» Data supplied:
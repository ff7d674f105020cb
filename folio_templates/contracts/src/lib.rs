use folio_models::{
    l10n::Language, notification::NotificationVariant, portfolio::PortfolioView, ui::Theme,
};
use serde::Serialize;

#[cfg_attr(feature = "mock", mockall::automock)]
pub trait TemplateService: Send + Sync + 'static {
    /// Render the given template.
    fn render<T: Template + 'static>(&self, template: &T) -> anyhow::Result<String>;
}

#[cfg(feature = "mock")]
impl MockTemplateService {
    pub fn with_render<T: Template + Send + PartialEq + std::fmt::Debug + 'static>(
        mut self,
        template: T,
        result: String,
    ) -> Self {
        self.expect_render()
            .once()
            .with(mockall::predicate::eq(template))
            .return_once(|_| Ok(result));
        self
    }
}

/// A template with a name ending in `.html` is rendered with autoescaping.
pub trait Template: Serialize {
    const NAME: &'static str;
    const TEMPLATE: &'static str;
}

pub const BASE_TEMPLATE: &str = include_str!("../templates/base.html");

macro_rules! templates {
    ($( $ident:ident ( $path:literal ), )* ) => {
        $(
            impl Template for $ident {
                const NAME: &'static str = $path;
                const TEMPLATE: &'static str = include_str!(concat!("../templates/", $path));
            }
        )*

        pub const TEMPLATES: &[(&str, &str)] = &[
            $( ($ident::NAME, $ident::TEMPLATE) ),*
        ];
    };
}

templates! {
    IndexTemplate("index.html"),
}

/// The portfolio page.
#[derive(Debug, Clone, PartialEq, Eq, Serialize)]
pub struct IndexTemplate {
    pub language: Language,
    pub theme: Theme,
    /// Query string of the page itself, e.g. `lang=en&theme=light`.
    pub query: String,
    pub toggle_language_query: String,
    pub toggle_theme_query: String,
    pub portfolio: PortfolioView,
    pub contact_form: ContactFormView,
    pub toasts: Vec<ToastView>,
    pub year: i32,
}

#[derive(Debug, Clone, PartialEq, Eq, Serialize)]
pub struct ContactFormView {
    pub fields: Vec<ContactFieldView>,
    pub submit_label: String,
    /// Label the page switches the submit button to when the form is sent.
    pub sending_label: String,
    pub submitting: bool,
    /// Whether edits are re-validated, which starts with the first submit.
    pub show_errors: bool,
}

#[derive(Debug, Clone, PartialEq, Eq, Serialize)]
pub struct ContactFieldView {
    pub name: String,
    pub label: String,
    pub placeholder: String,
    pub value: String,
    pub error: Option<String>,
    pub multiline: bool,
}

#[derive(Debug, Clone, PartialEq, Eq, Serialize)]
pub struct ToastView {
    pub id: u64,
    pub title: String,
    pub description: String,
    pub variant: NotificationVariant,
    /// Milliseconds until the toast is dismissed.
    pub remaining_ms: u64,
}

--

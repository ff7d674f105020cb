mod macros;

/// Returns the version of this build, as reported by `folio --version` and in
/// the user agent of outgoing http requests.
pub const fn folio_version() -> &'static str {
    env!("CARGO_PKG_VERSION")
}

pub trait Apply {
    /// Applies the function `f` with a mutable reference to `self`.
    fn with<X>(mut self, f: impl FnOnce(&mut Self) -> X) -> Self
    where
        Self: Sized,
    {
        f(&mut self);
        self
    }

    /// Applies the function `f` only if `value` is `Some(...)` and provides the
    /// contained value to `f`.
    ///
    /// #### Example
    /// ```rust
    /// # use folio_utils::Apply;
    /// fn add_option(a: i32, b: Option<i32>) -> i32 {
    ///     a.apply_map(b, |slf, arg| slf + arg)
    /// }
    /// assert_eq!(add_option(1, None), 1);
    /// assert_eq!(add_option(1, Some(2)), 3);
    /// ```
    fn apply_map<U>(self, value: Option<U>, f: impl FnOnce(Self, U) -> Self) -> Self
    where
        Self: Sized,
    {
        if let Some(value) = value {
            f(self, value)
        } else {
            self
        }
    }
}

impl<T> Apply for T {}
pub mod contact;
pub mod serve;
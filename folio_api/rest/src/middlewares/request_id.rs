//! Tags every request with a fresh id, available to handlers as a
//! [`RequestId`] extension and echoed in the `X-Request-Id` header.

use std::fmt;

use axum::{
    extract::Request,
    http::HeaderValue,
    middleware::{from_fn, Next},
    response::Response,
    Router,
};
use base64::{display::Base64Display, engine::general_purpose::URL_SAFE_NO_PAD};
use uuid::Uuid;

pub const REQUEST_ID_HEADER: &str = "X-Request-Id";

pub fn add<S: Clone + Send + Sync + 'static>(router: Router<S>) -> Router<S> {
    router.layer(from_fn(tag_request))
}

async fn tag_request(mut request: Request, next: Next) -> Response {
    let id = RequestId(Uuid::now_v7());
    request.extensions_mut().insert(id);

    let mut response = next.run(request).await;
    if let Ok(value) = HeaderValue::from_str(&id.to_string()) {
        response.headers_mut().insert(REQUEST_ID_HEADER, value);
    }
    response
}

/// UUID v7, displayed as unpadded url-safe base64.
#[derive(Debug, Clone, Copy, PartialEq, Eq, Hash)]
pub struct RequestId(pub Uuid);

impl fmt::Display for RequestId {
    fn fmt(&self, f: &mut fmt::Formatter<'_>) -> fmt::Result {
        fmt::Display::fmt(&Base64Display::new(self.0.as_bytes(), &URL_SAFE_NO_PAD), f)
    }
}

» Task details: Would you print exactly, and only, the lines of the data above from the line with "($ident::NAME, $ident::TEMPLATE) ),*" through the line with "the first submit.", inclusive?

» Finished exercise:
            $( ($ident::NAME, $ident::TEMPLATE) ),*
        ];
    };
}

templates! {
    IndexTemplate("index.html"),
}

/// The portfolio page.
#[derive(Debug, Clone, PartialEq, Eq, Serialize)]
pub struct IndexTemplate {
    pub language: Language,
    pub theme: Theme,
    /// Query string of the page itself, e.g. `lang=en&theme=light`.
    pub query: String,
    pub toggle_language_query: String,
    pub toggle_theme_query: String,
    pub portfolio: PortfolioView,
    pub contact_form: ContactFormView,
    pub toasts: Vec<ToastView>,
    pub year: i32,
}

#[derive(Debug, Clone, PartialEq, Eq, Serialize)]
pub struct ContactFormView {
    pub fields: Vec<ContactFieldView>,
    pub submit_label: String,
    /// Label the page switches the submit button to when the form is sent.
    pub sending_label: String,
    pub submitting: bool,
    /// Whether edits are re-validated, which starts with the first submit.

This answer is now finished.